Because perfusion time series is independent in time, it is legitimate to apply the standard general linear model for statistical analysis. Unlike BOLD data, temporal smoothing is not required in the analysis of perfusion fMRI data and the degree of freedom can be preserved. The inherent “white noise” property in ASL data simplifies statistical analysis and affords the opportunity to apply virtually any traditional parametric or non-parametric statistical test, such as permutation analysis. The group analyses of perfusion and BOLD data are very similar.
 
     
  7. Is it necessary to calculate the quantitative perfusion image series for data analysis?  
 
It helps, but in some cases is not strictly necessary. Because the procedure to generate quantitative perfusion images generally involves calibration using a reference image, absolute perfusion series are less sensitive to variations in the scanner condition. This is important for comparison of temporally widely-spaced blocks.
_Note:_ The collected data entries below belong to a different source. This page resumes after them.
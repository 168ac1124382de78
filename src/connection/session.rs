//! Session state for one live socket.
//!
//! A `Connection` demultiplexes inbound frames into a data hub and a control
//! hub, owns the transaction/subscription book, and reports 0→1 and 1→0
//! refcount transitions to its [`SubscriptionTracker`].
//!
//! Lifecycle: `Open` → `Closing` (after [`Connection::close`]) → `Closed`
//! (after the transport reports the socket gone). A connection never reopens;
//! a reconnecting client gets a new `Connection` that pulls state from the old
//! one with [`Connection::add_subscriptions_from`].

use std::collections::HashMap;
use std::sync::{Arc, Weak};

use parking_lot::Mutex;
use serde::{Deserialize, Serialize};
use serde_json::Value;
use tokio::sync::mpsc::UnboundedSender;
use tokio_util::sync::CancellationToken;
use tracing::{debug, info};
use tungstenite::protocol::Message as WsMessage;

use super::hub::{Hub, Listener};
use crate::transport::message::{self, Channel};

/// Receives refcount transitions from every connection it tracks.
pub trait SubscriptionTracker: Send + Sync {
    fn register_subscription(&self, connection: &Arc<Connection>, topic: &str);
    fn unregister_subscription(&self, connection: &Arc<Connection>, topic: &str);
}

/// How a client folds newly pushed data into what it already holds.
/// Carried through unchanged; never interpreted here.
#[derive(Debug, Clone, Copy, Default, PartialEq, Eq, Serialize, Deserialize)]
#[serde(rename_all = "lowercase")]
pub enum MergeStrategy {
    #[default]
    Replace,
    Upsert,
    Append,
    Prepend,
}

/// One topic inside a transaction.
#[derive(Debug, Clone, PartialEq, Eq, Serialize, Deserialize)]
pub struct TransactionSubscription {
    #[serde(rename = "type")]
    pub topic: String,
    #[serde(rename = "mergeStrategy", default)]
    pub merge_strategy: MergeStrategy,
    #[serde(rename = "upsertKey", default, skip_serializing_if = "Option::is_none")]
    pub upsert_key: Option<String>,
}

/// The header a client keeps so it can resubscribe after reconnecting.
#[derive(Debug, Clone, PartialEq, Eq, Serialize, Deserialize)]
pub struct Transaction {
    #[serde(rename = "transactionId")]
    pub transaction_id: String,
    pub subscriptions: Vec<TransactionSubscription>,
}

#[derive(Debug, Clone, Copy, PartialEq, Eq)]
pub enum ConnectionState {
    Open,
    Closing,
    Closed,
}

/// `counts[topic]` always equals the number of transactions listing `topic`.
#[derive(Debug, Default)]
struct SubscriptionBook {
    counts: HashMap<String, usize>,
    transactions: HashMap<String, Vec<TransactionSubscription>>,
}

pub struct Connection {
    id: String,
    remote_address: String,
    state: Mutex<ConnectionState>,
    outbound: Mutex<Option<UnboundedSender<WsMessage>>>,
    book: Mutex<SubscriptionBook>,
    data: Arc<Hub>,
    control: Arc<Hub>,
    shutdown: CancellationToken,
    closed: CancellationToken,
    tracker: Weak<dyn SubscriptionTracker>,
}

pub fn generate_random_id() -> String {
    uuid::Uuid::new_v4().simple().to_string()
}

impl Connection {
    pub fn new(
        remote_address: impl Into<String>,
        outbound: UnboundedSender<WsMessage>,
        tracker: Weak<dyn SubscriptionTracker>,
    ) -> Arc<Self> {
        Arc::new(Self {
            id: generate_random_id(),
            remote_address: remote_address.into(),
            state: Mutex::new(ConnectionState::Open),
            outbound: Mutex::new(Some(outbound)),
            book: Mutex::new(SubscriptionBook::default()),
            data: Hub::new(),
            control: Hub::new(),
            shutdown: CancellationToken::new(),
            closed: CancellationToken::new(),
            tracker,
        })
    }

    pub fn id(&self) -> &str {
        &self.id
    }

    pub fn remote_address(&self) -> &str {
        &self.remote_address
    }

    pub fn generate_transaction_id(&self) -> String {
        generate_random_id()
    }

    pub fn state(&self) -> ConnectionState {
        *self.state.lock()
    }

    pub fn is_closed(&self) -> bool {
        self.state() == ConnectionState::Closed
    }

    pub fn send_data(&self, kind: &str, payload: Value) -> bool {
        self.send(Channel::Data, kind, &payload)
    }

    pub fn send_control(&self, kind: &str, payload: Value) -> bool {
        self.send(Channel::Control, kind, &payload)
    }

    /// Queues a pre-framed text frame. Used by broadcast so a payload is
    /// serialized once for all subscribers.
    pub fn send_frame(&self, frame: &str) -> bool {
        if self.state() != ConnectionState::Open {
            return false;
        }
        match self.outbound.lock().as_ref() {
            Some(tx) => tx.send(WsMessage::text(frame.to_string())).is_ok(),
            None => false,
        }
    }

    fn send(&self, channel: Channel, kind: &str, payload: &Value) -> bool {
        self.send_frame(&message::serialize(channel, kind, payload))
    }

    pub fn listen_data(&self, kind: &str) -> Listener {
        self.data.listen(kind)
    }

    pub fn listen_control(&self, kind: &str) -> Listener {
        self.control.listen(kind)
    }

    pub fn listen_all_data(&self) -> Listener {
        self.data.listen_all()
    }

    pub fn listen_all_control(&self) -> Listener {
        self.control.listen_all()
    }

    /// Routes one inbound text frame to the matching hub. Frames that are not
    /// well-formed envelopes are dropped. Returns whether the frame was routed.
    pub fn receive(&self, text: &str) -> bool {
        if self.is_closed() {
            return false;
        }
        match message::classify(text) {
            Some((Channel::Data, message)) => {
                self.data.publish(&message);
                true
            }
            Some((Channel::Control, message)) => {
                self.control.publish(&message);
                true
            }
            None => {
                debug!(connection_id = %self.id, "dropping malformed frame");
                false
            }
        }
    }

    /// Adds `topic` to `transaction_id` and returns the topic's refcount.
    /// Re-adding a topic the transaction already holds changes nothing.
    pub fn add_subscription(
        self: &Arc<Self>,
        topic: &str,
        transaction_id: &str,
        merge_strategy: MergeStrategy,
        upsert_key: Option<String>,
    ) -> usize {
        let mut book = self.book.lock();
        let current = book.counts.get(topic).copied().unwrap_or(0);

        let transaction = book
            .transactions
            .entry(transaction_id.to_string())
            .or_default();
        if transaction.iter().any(|sub| sub.topic == topic) {
            return current;
        }
        transaction.push(TransactionSubscription {
            topic: topic.to_string(),
            merge_strategy,
            upsert_key,
        });

        if current == 0 {
            if let Some(tracker) = self.tracker.upgrade() {
                tracker.register_subscription(self, topic);
            }
        }
        book.counts.insert(topic.to_string(), current + 1);
        current + 1
    }

    /// Drops a whole transaction. Returns `false` if it was unknown.
    pub fn remove_subscriptions(self: &Arc<Self>, transaction_id: &str) -> bool {
        let mut book = self.book.lock();
        let Some(subscriptions) = book.transactions.remove(transaction_id) else {
            return false;
        };
        for sub in subscriptions {
            let remaining = match book.counts.get_mut(&sub.topic) {
                Some(count) => {
                    *count = count.saturating_sub(1);
                    *count
                }
                None => continue,
            };
            if remaining == 0 {
                book.counts.remove(&sub.topic);
                if let Some(tracker) = self.tracker.upgrade() {
                    tracker.unregister_subscription(self, &sub.topic);
                }
            }
        }
        true
    }

    pub fn transaction(&self, transaction_id: &str) -> Option<Transaction> {
        let book = self.book.lock();
        book.transactions
            .get(transaction_id)
            .map(|subscriptions| Transaction {
                transaction_id: transaction_id.to_string(),
                subscriptions: subscriptions.clone(),
            })
    }

    /// JSON header describing a transaction, for client-side bookkeeping.
    pub fn get_subscription_header(&self, transaction_id: &str) -> Option<String> {
        self.transaction(transaction_id)
            .and_then(|transaction| serde_json::to_string(&transaction).ok())
    }

    pub fn get_subscriptions(&self, transaction_id: &str) -> Option<Vec<String>> {
        let book = self.book.lock();
        book.transactions
            .get(transaction_id)
            .map(|subs| subs.iter().map(|sub| sub.topic.clone()).collect())
    }

    /// Every topic held at a refcount above zero, across all transactions.
    pub fn get_all_subscriptions(&self) -> Vec<String> {
        let book = self.book.lock();
        book.counts
            .iter()
            .filter(|(_, count)| **count > 0)
            .map(|(topic, _)| topic.clone())
            .collect()
    }

    pub fn subscription_count(&self, topic: &str) -> usize {
        self.book.lock().counts.get(topic).copied().unwrap_or(0)
    }

    pub fn transaction_ids(&self) -> Vec<String> {
        self.book.lock().transactions.keys().cloned().collect()
    }

    /// Copies every transaction of `other` onto this connection, recomputing
    /// refcounts and registry registration for this side.
    pub fn add_subscriptions_from(self: &Arc<Self>, other: &Connection) {
        if std::ptr::eq(self.as_ref(), other) {
            return;
        }
        let transactions: Vec<(String, Vec<TransactionSubscription>)> = other
            .book
            .lock()
            .transactions
            .iter()
            .map(|(id, subs)| (id.clone(), subs.clone()))
            .collect();

        for (transaction_id, subscriptions) in transactions {
            for sub in subscriptions {
                self.add_subscription(
                    &sub.topic,
                    &transaction_id,
                    sub.merge_strategy,
                    sub.upsert_key,
                );
            }
        }
        info!(connection_id = %self.id, from = %other.id, "transferred subscriptions");
    }

    /// Starts transport teardown. Safe to call repeatedly.
    pub fn close(&self) {
        {
            let mut state = self.state.lock();
            if *state != ConnectionState::Open {
                return;
            }
            *state = ConnectionState::Closing;
        }
        if let Some(tx) = self.outbound.lock().as_ref() {
            let _ = tx.send(WsMessage::Close(None));
        }
        self.shutdown.cancel();
        debug!(connection_id = %self.id, "closing connection");
    }

    /// Called by the transport once the socket is gone. Completes every
    /// listener and fires the close event exactly once.
    pub fn mark_closed(&self) {
        {
            let mut state = self.state.lock();
            if *state == ConnectionState::Closed {
                return;
            }
            *state = ConnectionState::Closed;
        }
        self.outbound.lock().take();
        self.shutdown.cancel();
        self.data.complete();
        self.control.complete();
        self.closed.cancel();
        info!(connection_id = %self.id, address = %self.remote_address, "connection closed");
    }

    /// Resolves once `close` has been requested.
    pub async fn shutdown_requested(&self) {
        self.shutdown.cancelled().await
    }

    /// Resolves once the transport has closed.
    pub async fn closed(&self) {
        self.closed.cancelled().await
    }
}

impl std::fmt::Debug for Connection {
    fn fmt(&self, f: &mut std::fmt::Formatter<'_>) -> std::fmt::Result {
        f.debug_struct("Connection")
            .field("id", &self.id)
            .field("remote_address", &self.remote_address)
            .field("state", &self.state())
            .finish()
    }
}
Perfusion quantification will also reduce the inter-subject variability in the group analysis as cerebral blood flow tends to be quite consistent in healthy adult subjects. If absolute perfusion quantification is not possible, the subtracted (relative) perfusion image series can be used for most paradigms except those involving scans on different days.
 
     
  8. How can perfusion fMRI improve studies of brain areas with high susceptibility from magnetic field inhomogeneities (e.g., orbital frontal cortex)?  
 
Perfusion images with gradient echo acquisitions have reduced susceptibility effect compared to BOLD images because a minimum TE is used. Spin echo sequences can be used for image acquisition in ASL methods, such as spin echo EPI and SPIRAL. Parallel imaging with array coil will further shorten the TE and image acquisition time, and subsequently reduce susceptibility artifact. Echo train and steady state imaging sequences such as FSE and FISP can also be used but generally restricted to single slice. Some specific sequence with reduced susceptibility sensitivity, such as reversed SPIRAL, offers alternative approach for perfusion imaging in orbitofrontal and temporal regions.